Esta nueva crisis del coronavirus guarda algunos paralelismos
con la anterior. De nuevo ha quedado patente una gran mentira: que el
sector privado es siempre más eficiente que el público para gestionar lo
común. Basta con repasar qué está ocurriendo en EEUU, con su desastroso
modelo sanitario, para demostrar que no es así. Que es justo al
contrario: la sanidad, la vivienda o la educación no se pueden dejar
solo en manos del sector privado porque eso supone asumir que esos
derechos fundamentales son solo para quienes los pueden pagar. Y que
cuando lo público desaparece completamente de estos ámbitos, no solo se
genera una enorme desigualdad, también una enorme ineficiencia. La
sanidad estadounidense no solo es injusta, también es mucho más cara.
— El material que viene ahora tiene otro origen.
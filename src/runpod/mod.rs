//! RunPod API client module
//!
//! Talks to the provider's GraphQL API to list, inspect, resume and stop
//! pods, and waits for power transitions to finish.

mod api;
mod client;
mod credentials;
mod models;
mod wait;

pub use client::RunPodClient;
pub use credentials::ApiKeyResolver;
pub use models::{Pod, Port, Runtime, SshEndpoint};
pub use wait::{wait_for_ssh, wait_for_stop, WaitOptions};

#[cfg(test)]
pub(crate) use api::test_fixtures;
Cuando determinados poderes y sectores privilegiados intentan
torpedear al sector público y reducirlo a la mínima expresión lo hacen
por otra razón: los impuestos. No hay buenos servicios públicos sin un
sistema fiscal justo y por tanto progresivo, como establece nuestra
propia Constitución. Quienes propagan el mantra de que lo público no
funciona, en el fondo lo que buscan es rebajar su aportación a lo común y
pagar menos impuestos. Son los mismos que también argumentan que el
dinero está mejor “en el bolsillo de los ciudadanos”, como si la
ausencia de unos buenos servicios públicos no obligara a los ciudadanos a
tener que pagar igualmente. Lo llaman individualismo pero la palabra
exacta es otra: egoísmo.
Un debate está ligado al otro. Y de la misma manera que es
imposible soplar y sorber al mismo tiempo, tampoco son compatibles los
servicios públicos de calidad con las bajadas de impuestos. Porque las
dos cosas no pueden ser, salvo que recurramos a la deuda, que en el
fondo no es otra cosa que trasladar la factura, y el problema fiscal, a
nuestros hijos. Es un debate técnico el cuándo y el cómo; es imposible
asumir el coste de esta crisis sin aumentar la deuda. Pero más tarde o
más temprano, las cuentas deberían cuadrar. Y solo se puede hacer de dos
maneras: o con recortes o con impuestos.
De la misma forma que el gran debate en la crisis de 2008 fue
esa refundación del capitalismo que nunca llegó, la crisis del
coronavirus va a obligar a todos los países a decidir qué tipo de salida
tomar. Igual que entonces, hay dos opciones: apostar por el interés
general o no hacerlo. Que todos salgamos de esta situación al mismo
tiempo o que haya quien se quede atrás. En la pasada crisis, todos
recordamos qué sucedió. Que no vuelva a pasar depende de nosotros. La
defensa de lo público no se puede quedar en los aplausos de las ocho de
la tarde en el balcón.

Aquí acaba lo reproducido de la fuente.